──────── TASK INPUTS ────────

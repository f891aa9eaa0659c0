//! Anomaly record operations.

use crate::domain::{AnomalyReason, AnomalyRecord};
use sqlx::sqlite::SqliteConnection;
use sqlx::Row;

use super::{format_timestamp, parse_timestamp, Repository};

pub(crate) async fn insert_anomaly_conn(
    conn: &mut SqliteConnection,
    record: &AnomalyRecord,
) -> Result<bool, sqlx::Error> {
    let result = sqlx::query(
        r#"
        INSERT INTO anomalies (recorded_at, tx_hash, issue_type, details, suggested_project_ids)
        VALUES (?, ?, ?, ?, ?)
        ON CONFLICT(tx_hash, issue_type) DO NOTHING
        "#,
    )
    .bind(format_timestamp(&record.recorded_at))
    .bind(&record.tx_hash)
    .bind(record.issue_type.as_str())
    .bind(&record.details)
    .bind(&record.suggested_project_ids)
    .execute(&mut *conn)
    .await?;
    Ok(result.rows_affected() > 0)
}

impl Repository {
    /// Stored anomaly keys as `"{tx_hash}:{issue_type}"`.
    pub async fn existing_anomaly_keys(&self) -> Result<Vec<String>, sqlx::Error> {
        let rows = sqlx::query("SELECT tx_hash, issue_type FROM anomalies ORDER BY id ASC")
            .fetch_all(&self.pool)
            .await?;
        Ok(rows
            .iter()
            .map(|r| {
                format!(
                    "{}:{}",
                    r.get::<String, _>("tx_hash"),
                    r.get::<String, _>("issue_type")
                )
            })
            .collect())
    }

    pub async fn insert_anomaly(&self, record: &AnomalyRecord) -> Result<bool, sqlx::Error> {
        let mut conn = self.pool.acquire().await?;
        insert_anomaly_conn(&mut conn, record).await
    }

    pub async fn query_anomalies(&self) -> Result<Vec<AnomalyRecord>, sqlx::Error> {
        let rows = sqlx::query(
            r#"
            SELECT recorded_at, tx_hash, issue_type, details, suggested_project_ids
            FROM anomalies
            ORDER BY id ASC
            "#,
        )
        .fetch_all(&self.pool)
        .await?;

        Ok(rows
            .iter()
            .map(|row| {
                let recorded_at: String = row.get("recorded_at");
                let issue_type: String = row.get("issue_type");
                AnomalyRecord {
                    recorded_at: parse_timestamp(&recorded_at),
                    tx_hash: row.get("tx_hash"),
                    issue_type: if issue_type == AnomalyReason::Ambiguous.as_str() {
                        AnomalyReason::Ambiguous
                    } else {
                        AnomalyReason::Unmapped
                    },
                    details: row.get("details"),
                    suggested_project_ids: row.get("suggested_project_ids"),
                }
            })
            .collect())
    }
}
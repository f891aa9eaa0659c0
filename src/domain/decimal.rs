//! Lossless decimal amounts backed by rust_decimal.
//!
//! Ledger amounts arrive as decimal strings with fixed 7-digit scale
//! ("12.5000000"); they are kept exact and stored in canonical form.

use rust_decimal::Decimal as RustDecimal;
use serde::{Deserialize, Serialize};
use std::fmt;
use std::str::FromStr;

/// Lossless decimal amount.
#[derive(
    Debug, Clone, Copy, Default, PartialEq, Eq, PartialOrd, Ord, Hash, Serialize, Deserialize,
)]
pub struct Decimal(#[serde(with = "rust_decimal::serde::float")] RustDecimal);

impl Decimal {
    /// Parse a Decimal from a string losslessly.
    ///
    /// # Errors
    /// Returns an error if the string is not a valid decimal number.
    pub fn from_str_canonical(s: &str) -> Result<Self, rust_decimal::Error> {
        RustDecimal::from_str(s.trim()).map(Decimal)
    }

    /// Format without trailing zeros or exponent notation.
    pub fn to_canonical_string(&self) -> String {
        format!("{}", self.0.normalize())
    }

    pub fn zero() -> Self {
        Decimal(RustDecimal::ZERO)
    }

    pub fn is_zero(&self) -> bool {
        self.0.is_zero()
    }
}

impl fmt::Display for Decimal {
    fn fmt(&self, f: &mut fmt::Formatter<'_>) -> fmt::Result {
        write!(f, "{}", self.to_canonical_string())
    }
}

impl FromStr for Decimal {
    type Err = rust_decimal::Error;

    fn from_str(s: &str) -> Result<Self, Self::Err> {
        Self::from_str_canonical(s)
    }
}

impl std::ops::Neg for Decimal {
    type Output = Decimal;

    fn neg(self) -> Decimal {
        Decimal(-self.0)
    }
}
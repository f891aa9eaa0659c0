use thiserror::Error;

use crate::config::ConfigError;
use crate::datasource::ReferenceError;
use crate::orchestration::{MemoError, RecomputeError, SyncError};

/// Top-level failure of a CLI command.
#[derive(Debug, Error)]
pub enum AppError {
    #[error("Configuration error: {0}")]
    Config(#[from] ConfigError),
    #[error("Reference data error: {0}")]
    Reference(#[from] ReferenceError),
    #[error("Database error: {0}")]
    Db(#[from] sqlx::Error),
    #[error("Sync failed: {0}")]
    Sync(#[from] SyncError),
    #[error("Memo backfill failed: {0}")]
    Memos(#[from] MemoError),
    #[error("Recompute failed: {0}")]
    Recompute(#[from] RecomputeError),
}
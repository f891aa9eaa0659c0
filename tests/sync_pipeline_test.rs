//! End-to-end sync tests against a temporary SQLite database and a mock ledger.
//!
//! Covers filtering, mapping, anomaly recording, cursor handling and
//! idempotency across repeated runs.

use chrono::{TimeZone, Utc};
use fundsync::datasource::{LedgerClient, MockLedgerClient};
use fundsync::db::init_db;
use fundsync::domain::{
    Address, ClassReason, CounterpartyType, Decimal, Direction, FundAccount, MappingMethod,
    RawPayment, CLASS_DIVIDEND, CLASS_FUNDING,
};
use fundsync::engine::{ClassificationRules, MappingRules};
use fundsync::orchestration::{ReferenceContext, SyncOptions, Syncer};
use fundsync::Repository;
use std::fs;
use std::sync::Arc;
use tempfile::TempDir;

const FUND: &str = "GFUND";
const SIDE_FUND: &str = "GSIDE";

struct Harness {
    _dir: TempDir,
    repo: Arc<Repository>,
    context: Arc<ReferenceContext>,
}

async fn harness(funds: Vec<FundAccount>) -> Harness {
    let dir = TempDir::new().unwrap();
    let projects = dir.path().join("projects.csv");
    let residents = dir.path().join("residents.csv");
    let accounts = dir.path().join("accounts.csv");
    fs::write(
        &projects,
        "project_id,clickup_task_id,account,issuer,token_symbol,is_active\n\
         101,abc,GRES1,,BAKE,TRUE\n\
         303,,,,,TRUE\n\
         404,,GRES2,,,FALSE\n",
    )
    .unwrap();
    fs::write(
        &residents,
        "label,accounts,issuers\n\
         Bakery,GRES1,\n\
         Farm,GRES2;not-an-address,\n",
    )
    .unwrap();
    fs::write(&accounts, "account,label\nGFUND,Main treasury\n").unwrap();

    let context = ReferenceContext::load(
        funds,
        &projects,
        &residents,
        Some(accounts.as_path()),
        MappingRules::default(),
        ClassificationRules::default(),
    )
    .unwrap();

    let db_path = dir.path().join("ledger.db");
    let pool = init_db(db_path.to_str().unwrap()).await.unwrap();
    Harness {
        _dir: dir,
        repo: Arc::new(Repository::new(pool)),
        context: Arc::new(context),
    }
}

fn main_fund() -> Vec<FundAccount> {
    vec![FundAccount {
        key: "MAIN".to_string(),
        address: Address::new(FUND),
    }]
}

fn payment(token: &str, from: &str, to: &str, amount: &str, tx: &str) -> RawPayment {
    RawPayment {
        id: format!("op{}", token),
        paging_token: token.to_string(),
        op_type: "payment".to_string(),
        from: Some(from.to_string()),
        to: Some(to.to_string()),
        asset_type: Some("credit_alphanum12".to_string()),
        asset_code: Some("EURMTL".to_string()),
        asset_issuer: Some("GISSUER".to_string()),
        amount: Some(amount.to_string()),
        created_at: Some(Utc.with_ymd_and_hms(2024, 3, 1, 12, 0, 0).unwrap()),
        transaction_hash: Some(tx.to_string()),
    }
}

fn history() -> Vec<RawPayment> {
    let create_account = RawPayment {
        op_type: "create_account".to_string(),
        ..payment("2", FUND, "GNEW", "5.0000000", "tx2")
    };
    let native = RawPayment {
        asset_type: Some("native".to_string()),
        asset_code: None,
        asset_issuer: None,
        ..payment("6", "GRES2", FUND, "10.0000000", "tx6")
    };
    vec![
        payment("1", "GRES1", FUND, "100.0000000", "tx1"),
        create_account,
        payment("3", FUND, "GRES2", "50.0000000", "tx3"),
        payment("4", "GEXTERNAL", FUND, "20.0000000", "tx4"),
        payment("5", "GRES2", FUND, "0.0010000", "tx5"),
        native,
        payment("7", "GRES2", FUND, "7.5000000", "tx7"),
    ]
}

fn options() -> SyncOptions {
    SyncOptions {
        page_limit: 2,
        ..SyncOptions::default()
    }
}

fn syncer(h: &Harness, client: MockLedgerClient) -> Syncer {
    let client: Arc<dyn LedgerClient> = Arc::new(client);
    Syncer::new(client, h.repo.clone(), h.context.clone(), options())
}

#[tokio::test]
async fn test_sync_filters_maps_and_records() {
    let h = harness(main_fund()).await;
    let client = MockLedgerClient::new().with_payments(FUND, history());

    let report = syncer(&h, client).run().await.unwrap();
    let stats = &report.funds[0];
    assert_eq!(stats.fetched, 7);
    assert_eq!(stats.drop_type, 1);
    assert_eq!(stats.drop_scope, 1);
    assert_eq!(stats.drop_min_amount, 1);
    assert_eq!(stats.drop_native, 1);
    assert_eq!(stats.rows_appended, 3);
    assert_eq!(stats.unmapped, 2);
    assert_eq!(stats.anomalies_recorded, 2);
    assert_eq!(stats.memo_queued, 3);
    assert_eq!(stats.cursor_before, None);
    assert_eq!(stats.cursor_after.as_deref(), Some("7"));
    assert!(stats.error.is_none());

    let rows = h.repo.load_transfers().await.unwrap();
    assert_eq!(rows.len(), 3);

    let first = &rows[0].row;
    assert_eq!(first.tx_hash, "tx1");
    assert_eq!(first.op_id, "op1");
    assert_eq!(first.direction, Direction::In);
    assert_eq!(first.counterparty_type, CounterpartyType::Resident);
    assert_eq!(first.project_id, "101");
    assert_eq!(first.mapping_method, Some(MappingMethod::ResidentsAccount));
    assert_eq!(first.class, CLASS_DIVIDEND);
    assert_eq!(first.class_reason, Some(ClassReason::InFromResidentDefault));
    assert_eq!(first.from_label, "Bakery");
    assert_eq!(first.to_label, "Main treasury");
    assert_eq!(first.amount, Decimal::from_str_canonical("100").unwrap());

    let outgoing = &rows[1].row;
    assert_eq!(outgoing.direction, Direction::Out);
    assert_eq!(outgoing.class, CLASS_FUNDING);
    assert_eq!(outgoing.class_reason, Some(ClassReason::OutToResident));
    assert_eq!(outgoing.project_id, "UNMAPPED");

    assert_eq!(h.repo.get_cursor("MAIN").await.unwrap().as_deref(), Some("7"));
    assert_eq!(h.repo.memo_queue_len().await.unwrap(), 3);

    let changes = h
        .repo
        .query_balance_changes(&Address::new(FUND))
        .await
        .unwrap();
    assert_eq!(changes.len(), 3);
    assert_eq!(
        changes[1].change_amount,
        Decimal::from_str_canonical("-50").unwrap()
    );

    let log = h.repo.query_sync_log(&report.run_id).await.unwrap();
    assert_eq!(log.len(), 1);
    assert_eq!(log[0].stage, "sync");
    assert_eq!(log[0].fund_key, "MAIN");
    let details: serde_json::Value = serde_json::from_str(&log[0].details).unwrap();
    assert_eq!(details["rows_appended"], 3);
}

#[tokio::test]
async fn test_second_run_is_idempotent() {
    let h = harness(main_fund()).await;
    let client = MockLedgerClient::new().with_payments(FUND, history());
    let syncer = syncer(&h, client);

    syncer.run().await.unwrap();

    let again = syncer.run().await.unwrap();
    assert_eq!(again.rows_appended(), 0);
    assert_eq!(again.anomalies_recorded(), 0);
    assert_eq!(again.funds[0].fetched, 0);

    // Without cursors every record is seen again and skipped by key.
    assert_eq!(h.repo.reset_cursors().await.unwrap(), 1);
    let replay = syncer.run().await.unwrap();
    let stats = &replay.funds[0];
    assert_eq!(stats.fetched, 7);
    assert_eq!(stats.dedup_skipped, 3);
    assert_eq!(stats.rows_appended, 0);
    assert_eq!(stats.anomalies_recorded, 0);
    assert_eq!(stats.dominant_drop_reason(), Some("dedup"));

    assert_eq!(h.repo.load_transfers().await.unwrap().len(), 3);
    assert_eq!(h.repo.query_anomalies().await.unwrap().len(), 2);
}

#[tokio::test]
async fn test_end_date_stops_paging_without_advancing_cursor() {
    let h = harness(main_fund()).await;
    let mut late = payment("2", "GRES1", FUND, "1.0000000", "tx-late");
    late.created_at = Some(Utc.with_ymd_and_hms(2024, 4, 2, 0, 0, 0).unwrap());
    let client = MockLedgerClient::new().with_payments(
        FUND,
        vec![payment("1", "GRES1", FUND, "1.0000000", "tx-early"), late],
    );

    let client: Arc<dyn LedgerClient> = Arc::new(client);
    let windowed = SyncOptions {
        end_exclusive: Some(Utc.with_ymd_and_hms(2024, 4, 1, 0, 0, 0).unwrap()),
        ..options()
    };
    let report = Syncer::new(client, h.repo.clone(), h.context.clone(), windowed)
        .run()
        .await
        .unwrap();

    let stats = &report.funds[0];
    assert!(stats.reached_end_date);
    assert_eq!(stats.drop_date, 1);
    assert_eq!(stats.rows_appended, 1);
    assert_eq!(h.repo.get_cursor("MAIN").await.unwrap().as_deref(), Some("1"));
}

#[tokio::test]
async fn test_token_filter_and_blocklist() {
    let h = harness(main_fund()).await;
    let mut other = payment("2", "GRES1", FUND, "3.0000000", "tx-other");
    other.asset_code = Some("MTLAP".to_string());
    let client: Arc<dyn LedgerClient> = Arc::new(MockLedgerClient::new().with_payments(
        FUND,
        vec![payment("1", "GRES1", FUND, "2.0000000", "tx-eur"), other],
    ));

    let token_options = SyncOptions {
        token_filter: fundsync::domain::TokenFilter::parse("mtlap"),
        ..options()
    };
    let report = Syncer::new(client.clone(), h.repo.clone(), h.context.clone(), token_options)
        .run()
        .await
        .unwrap();
    assert_eq!(report.funds[0].drop_token_filter, 1);
    assert_eq!(report.funds[0].rows_appended, 1);
    assert_eq!(h.repo.load_transfers().await.unwrap()[0].row.tx_hash, "tx-other");

    let h = harness(main_fund()).await;
    let blocklist_options = SyncOptions {
        asset_blocklist: vec!["EURMTL:GISSUER".to_string()],
        ..options()
    };
    let report = Syncer::new(client, h.repo.clone(), h.context.clone(), blocklist_options)
        .run()
        .await
        .unwrap();
    assert_eq!(report.funds[0].drop_asset_filter, 1);
    assert_eq!(report.funds[0].rows_appended, 1);
}

#[tokio::test]
async fn test_ledger_error_only_stops_that_fund() {
    let mut funds = main_fund();
    funds.push(FundAccount {
        key: "SIDE".to_string(),
        address: Address::new(SIDE_FUND),
    });
    let h = harness(funds).await;
    let client = MockLedgerClient::new()
        .with_payments(FUND, history())
        .with_failing_account(SIDE_FUND);

    let report = syncer(&h, client).run().await.unwrap();
    assert_eq!(report.funds.len(), 2);
    assert_eq!(report.failed_funds(), vec!["SIDE"]);
    assert_eq!(report.funds[0].rows_appended, 3);
    assert!(report.funds[1].error.as_deref().unwrap().contains("503"));
    assert_eq!(h.repo.get_cursor("SIDE").await.unwrap(), None);

    let log = h.repo.query_sync_log(&report.run_id).await.unwrap();
    assert_eq!(log.len(), 2);
}

#[tokio::test]
async fn test_memo_queued_once_per_transaction() {
    let h = harness(main_fund()).await;
    let mut second_op = payment("2", "GRES1", FUND, "4.0000000", "tx-multi");
    second_op.id = "op-multi-2".to_string();
    let client = MockLedgerClient::new().with_payments(
        FUND,
        vec![
            payment("1", "GRES1", FUND, "3.0000000", "tx-multi"),
            second_op,
            payment("3", "GRES2", FUND, "5.0000000", "tx-single"),
        ],
    );

    let report = syncer(&h, client).run().await.unwrap();
    let stats = &report.funds[0];
    assert_eq!(stats.rows_appended, 3);
    assert_eq!(stats.memo_queued, 2);
    assert_eq!(h.repo.memo_queue_len().await.unwrap(), 2);
}
//! Domain types for the fund transfer ledger.
//!
//! This module provides:
//! - Lossless amounts via the Decimal wrapper
//! - Primitives: Address, ProjectId, Direction, CounterpartyType
//! - Asset key normalization and the token filter
//! - Raw ledger payments and the Transfer view used by the engines
//! - Mapping/classification results, anomalies and persisted ledger rows
//! - Reference data (funds, tracked counterparties, projects)

pub mod anomaly;
pub mod asset;
pub mod decimal;
pub mod ledger_row;
pub mod mapping;
pub mod payment;
pub mod primitives;
pub mod reference;
pub mod transfer;

pub use anomaly::{Anomaly, AnomalyReason, AnomalyRecord};
pub use asset::{normalize_asset_key, normalize_token_part, TokenFilter};
pub use decimal::Decimal;
pub use ledger_row::{BalanceChange, LedgerRow, StoredTransfer};
pub use mapping::{
    is_unresolved_project, ClassReason, Classification, MappingMethod, MappingResult,
    AMBIGUOUS_PROJECT, CLASS_DIVIDEND, CLASS_FUNDING, CLASS_REPAYMENT, UNMAPPED_PROJECT,
};
pub use payment::{RawPayment, PAYMENT_TYPES};
pub use primitives::{Address, CounterpartyType, Direction, ProjectId};
pub use reference::{Directory, FundAccount, ProjectRecord, ProjectTable, TrackedCounterparty};
pub use transfer::{Transfer, TransferKey};
pub mod config;
pub mod datasource;
pub mod db;
pub mod domain;
pub mod engine;
pub mod error;
pub mod orchestration;

pub use config::Config;
pub use datasource::{HorizonClient, LedgerClient, LedgerClientError, MockLedgerClient};
pub use db::{init_db, Repository};
pub use domain::{Address, Decimal, Direction, LedgerRow, RawPayment, TransferKey};
pub use error::AppError;
pub use orchestration::{MemoBackfiller, Recomputer, ReferenceContext, Syncer};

────────

TASK STATEMENT: Search the data above for the word "orchestration" and report how many lines contain it, with nothing further.

ANSWER TO THE EXERCISE: 4